El Papa celebra sus 50 años de sacerdocio

El Papa celebra sus 50 años de sacerdocio
Jorge Mario Bergoglio recibió su ordenación sacerdotal el 13 de diciembre de 1969. EP

Aniversario. El papa Francisco celebra este viernes –13 de diciembre de 2019– sus 50 años de sacerdocio. Para tal conmemoración, el director editorial adjunto del Vaticano, Sergio Centofanti, dedica una semblanza a su vocación en la página informativa del Vaticano. En el artículo destaca la conversión que el Pontífice sintió tras una confesión cuando «tuvo una profunda experiencia de la misericordia de Dios. Fue una alegría inmensa que lo lleva a tomar una decisión «para siempre»: ser sacerdote».

Centofani también incide en lo que para Francisco debe ser un sacerdote: un buen Pastor, un hombre de misericordia y de compasión, cercano a su gente y servidor de todos.

Además, el Papa considera que el sacerdote debe ser un hombre de oración y de Eucaristía, que debe desarrollar su vida en el confesionario. «Es la unión con Dios que hace vencer las innumerables tentaciones del mal. El diablo existe, no es un mito –recuerda a menudo– es astuto, mentiroso, engañador. El Pontífice de origen argentino «invita a mirar a María, a rezar el Rosario cada día, sobre todo en este periodo, para proteger a la Iglesia de los ataques del diablo que quiere traer división», señala el artículo.

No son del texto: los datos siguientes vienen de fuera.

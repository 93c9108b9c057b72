//! Revaluation Conflation & Subscriptions
//!
//! Updates queue into a conflation buffer keyed (account, product): if
//! several land before the flush interval elapses, only the latest is
//! emitted. Subscribers get an ordered per-account stream; nothing is
//! guaranteed across accounts.

use crate::clock::Millis;
use parking_lot::{Mutex, RwLock};
use rust_decimal::Decimal;
use serde::Serialize;
use std::collections::HashMap;
use tokio::sync::broadcast;

#[derive(Debug, Clone, Serialize)]
pub struct RevaluationUpdate {
    pub account_id: i64,
    pub product_id: i64,
    pub quantity: Decimal,
    pub price: Decimal,
    pub fx_rate: Decimal,
    pub market_value_local: Decimal,
    pub market_value_base: Decimal,
    /// A stale price or FX leg fed this valuation.
    pub stale_inputs: bool,
    pub ts: Millis,
}

/// Latest-wins buffer keyed (account, product).
#[derive(Default)]
pub struct ConflationBuffer {
    pending: Mutex<HashMap<(i64, i64), RevaluationUpdate>>,
}

impl ConflationBuffer {
    pub fn new() -> Self {
        Self::default()
    }

    pub fn enqueue(&self, update: RevaluationUpdate) {
        self.pending
            .lock()
            .insert((update.account_id, update.product_id), update);
    }

    /// Take everything pending, ordered by (account, product) so the
    /// per-account emission order is deterministic.
    pub fn drain(&self) -> Vec<RevaluationUpdate> {
        let mut updates: Vec<RevaluationUpdate> =
            self.pending.lock().drain().map(|(_, v)| v).collect();
        updates.sort_by_key(|u| (u.account_id, u.product_id));
        updates
    }

    pub fn len(&self) -> usize {
        self.pending.lock().len()
    }

    pub fn is_empty(&self) -> bool {
        self.len() == 0
    }
}

/// Per-account broadcast channels for push subscribers.
pub struct SubscriptionHub {
    channels: RwLock<HashMap<i64, broadcast::Sender<RevaluationUpdate>>>,
    capacity: usize,
}

impl SubscriptionHub {
    pub fn new(capacity: usize) -> Self {
        Self {
            channels: RwLock::new(HashMap::new()),
            capacity: capacity.max(1),
        }
    }

    pub fn subscribe(&self, account_id: i64) -> broadcast::Receiver<RevaluationUpdate> {
        let mut channels = self.channels.write();
        channels
            .entry(account_id)
            .or_insert_with(|| broadcast::channel(self.capacity).0)
            .subscribe()
    }

    /// Push to the account's channel; dropped silently with no subscriber.
    pub fn publish(&self, update: RevaluationUpdate) {
        if let Some(tx) = self.channels.read().get(&update.account_id) {
            let _ = tx.send(update);
        }
    }
}

#[cfg(test)]
mod tests {
    use super::*;
    use rust_decimal_macros::dec;

    fn update(account_id: i64, product_id: i64, price: Decimal) -> RevaluationUpdate {
        RevaluationUpdate {
            account_id,
            product_id,
            quantity: dec!(100),
            price,
            fx_rate: dec!(1),
            market_value_local: dec!(100) * price,
            market_value_base: dec!(100) * price,
            stale_inputs: false,
            ts: 0,
        }
    }

    #[test]
    fn test_conflation_keeps_latest_per_key() {
        let buffer = ConflationBuffer::new();
        buffer.enqueue(update(1001, 1, dec!(150)));
        buffer.enqueue(update(1001, 1, dec!(151)));
        buffer.enqueue(update(1001, 2, dec!(2800)));

        let drained = buffer.drain();
        assert_eq!(drained.len(), 2);
        assert_eq!(drained[0].product_id, 1);
        assert_eq!(drained[0].price, dec!(151)); // latest wins
        assert_eq!(drained[1].product_id, 2);
        assert!(buffer.is_empty());
    }

    #[tokio::test]
    async fn test_hub_orders_within_account() {
        let hub = SubscriptionHub::new(64);
        let mut rx = hub.subscribe(1001);

        hub.publish(update(1001, 1, dec!(150)));
        hub.publish(update(1001, 1, dec!(151)));
        hub.publish(update(2002, 9, dec!(10))); // other account, not ours

        assert_eq!(rx.recv().await.unwrap().price, dec!(150));
        assert_eq!(rx.recv().await.unwrap().price, dec!(151));
        assert!(rx.try_recv().is_err());
    }

    #[test]
    fn test_publish_without_subscriber_is_silent() {
        let hub = SubscriptionHub::new(4);
        hub.publish(update(1, 1, dec!(1)));
    }
}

El 13 de diciembre de 1969, solo cuatro días antes de cumplir 33 años de edad, el jesuita Jorge Mario Bergoglio, ahora convertido en el Papa Francisco, fue ordenado sacerdote por el Arzobispo Emérito de Córdoba (Argentina), Ramón José Castellano.

Aquel 13 de diciembre, hace 50 años, fue sábado, vísperas del tercer domingo de Adviento. En la liturgia de la Iglesia este día es conocido como el Domingo de Gaudete o Domingo de la Alegría, para muchos el sello del pontificado del papa Francisco junto con la misericordia.

A la ceremonia, junto a su madre asistió toda su familia, menos el padre, que había muerto de forma prematura 10 años antes. La abuela Rosa, que era quien le había enseñado a rezar le escribió una carta que el Pontífice aún hoy conserva cuidadosamente dentro de su breviario.